Report back each line of the data that contains the word "StatsQuery".

Stored data entries:
Content starts

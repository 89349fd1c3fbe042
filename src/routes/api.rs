// SPDX-License-Identifier: MIT
// Copyright 2026 Roland Dreier <roland@rolandd.dev>

//! Activity query API routes.
//!
//! All three endpoints are lenient about query parameters: anything
//! malformed falls back to a documented default instead of erroring.

use crate::error::Result;
use crate::middleware::SessionId;
use crate::models::ActivityRecord;
use crate::AppState;
use axum::{
    extract::{Query, State},
    routing::get,
    Extension, Json, Router,
};
use chrono::{DateTime, Duration, Utc};
use serde::Deserialize;
use std::collections::HashMap;
use std::sync::Arc;

/// Default limit for the global recent-activities listing.
const DEFAULT_RECENT_LIMIT: u32 = 100;
/// Default limit for per-session listings.
const DEFAULT_SESSION_LIMIT: u32 = 50;
/// Default reporting window for stats queries.
const DEFAULT_STATS_WINDOW_HOURS: i64 = 24;

pub fn routes() -> Router<Arc<AppState>> {
    Router::new()
        .route("/api/activities", get(recent_activities))
        .route("/api/activities/session", get(session_activities))
        .route("/api/activities/stats", get(activity_stats))
}

// ─── Listings ────────────────────────────────────────────────

#[derive(Deserialize)]
struct ListQuery {
    /// Kept as a raw string so a malformed value degrades to the
    /// default instead of rejecting the request.
    limit: Option<String>,
}

impl ListQuery {
    fn limit_or(&self, default: u32) -> u32 {
        self.limit
            .as_deref()
            .and_then(|raw| raw.parse::<u32>().ok())
            .filter(|&limit| limit > 0)
            .unwrap_or(default)
    }
}

/// List recent activities across all sessions.
async fn recent_activities(
    State(state): State<Arc<AppState>>,
    Query(params): Query<ListQuery>,
) -> Result<Json<Vec<ActivityRecord>>> {
    let limit = params.limit_or(DEFAULT_RECENT_LIMIT);
    let activities = state.store.recent_activities(limit)?;
    Ok(Json(activities))
}

/// List recent activities for the caller's own session.
async fn session_activities(
    State(state): State<Arc<AppState>>,
    Extension(session): Extension<SessionId>,
    Query(params): Query<ListQuery>,
) -> Result<Json<Vec<ActivityRecord>>> {
    let limit = params.limit_or(DEFAULT_SESSION_LIMIT);
    let activities = state.store.activities_by_session(&session.0, limit)?;
    Ok(Json(activities))
}

// ─── Stats ───────────────────────────────────────────────────

#[derive(Deserialize)]
struct StatsQuery {
    /// RFC3339; invalid values fall back to the default window.
    start: Option<String>,
    end: Option<String>,
}

fn parse_rfc3339(raw: Option<&str>) -> Option<DateTime<Utc>> {
    raw.and_then(|value| DateTime::parse_from_rfc3339(value).ok())
        .map(|dt| dt.with_timezone(&Utc))
}

/// Per-type activity counts over a time window.
///
/// Defaults to the trailing 24 hours ending now; `start` and `end`
/// fall back independently, so a valid `end` with a malformed `start`
/// still uses "24 hours before now" as the lower bound.
async fn activity_stats(
    State(state): State<Arc<AppState>>,
    Query(params): Query<StatsQuery>,
) -> Result<Json<HashMap<String, i64>>> {
    let now = Utc::now();
    let end = parse_rfc3339(params.end.as_deref()).unwrap_or(now);
    let start = parse_rfc3339(params.start.as_deref())
        .unwrap_or_else(|| now - Duration::hours(DEFAULT_STATS_WINDOW_HOURS));

    let stats = state.store.stats_by_type(start, end)?;
    Ok(Json(stats))
}
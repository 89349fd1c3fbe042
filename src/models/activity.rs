// SPDX-License-Identifier: MIT
// Copyright 2026 Roland Dreier <roland@kernel.org>

//! Recorded storefront activity model for storage and API.

use chrono::{DateTime, Utc};
use serde::{Deserialize, Serialize};

/// Semantic classification of a storefront request.
#[derive(Debug, Clone, Copy, PartialEq, Eq, Hash, Serialize, Deserialize)]
#[serde(rename_all = "snake_case")]
pub enum ActivityType {
    PageView,
    AddToCart,
    EmptyCart,
    Checkout,
    CurrencyChange,
    ProductView,
    /// Routed request that matched no classification rule
    Other,
    /// Request that never resolved to a registered route
    Unknown,
}

impl ActivityType {
    /// Name stored in the `activity_type` column and used on the wire.
    pub fn as_str(&self) -> &'static str {
        match self {
            ActivityType::PageView => "page_view",
            ActivityType::AddToCart => "add_to_cart",
            ActivityType::EmptyCart => "empty_cart",
            ActivityType::Checkout => "checkout",
            ActivityType::CurrencyChange => "currency_change",
            ActivityType::ProductView => "product_view",
            ActivityType::Other => "other",
            ActivityType::Unknown => "unknown",
        }
    }

    /// Parse a stored type name. Unrecognized names map to `Unknown`.
    pub fn from_db(name: &str) -> Self {
        match name {
            "page_view" => ActivityType::PageView,
            "add_to_cart" => ActivityType::AddToCart,
            "empty_cart" => ActivityType::EmptyCart,
            "checkout" => ActivityType::Checkout,
            "currency_change" => ActivityType::CurrencyChange,
            "product_view" => ActivityType::ProductView,
            "other" => ActivityType::Other,
            _ => ActivityType::Unknown,
        }
    }
}

impl std::fmt::Display for ActivityType {
    fn fmt(&self, f: &mut std::fmt::Formatter<'_>) -> std::fmt::Result {
        f.write_str(self.as_str())
    }
}

/// A single recorded user interaction with the storefront.
///
/// Filled in two phases by the tracking middleware: session, request,
/// type, path, method and currency before the wrapped handler runs;
/// status code and details after it returns. Written once, never
/// updated.
#[derive(Debug, Clone, Serialize, Deserialize)]
pub struct ActivityRecord {
    /// Row ID assigned by the store; 0 while the record is in flight
    pub id: i64,
    /// Browsing session identifier, supplied by the host application
    pub session_id: String,
    /// Per-request identifier, supplied by the host application
    pub request_id: String,
    pub activity_type: ActivityType,
    /// Literal request path (not the route template)
    pub path: String,
    pub method: String,
    /// Response status, 0 until the wrapped handler has completed
    pub status_code: u16,
    pub user_currency: String,
    /// JSON-encoded key/value details, attached only when non-empty
    pub details: Option<String>,
    /// Assigned by the store at insert time
    pub created_at: DateTime<Utc>,
}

Content ends

# EXERCISE OUTPUT:
struct StatsQuery {
    Query(params): Query<StatsQuery>,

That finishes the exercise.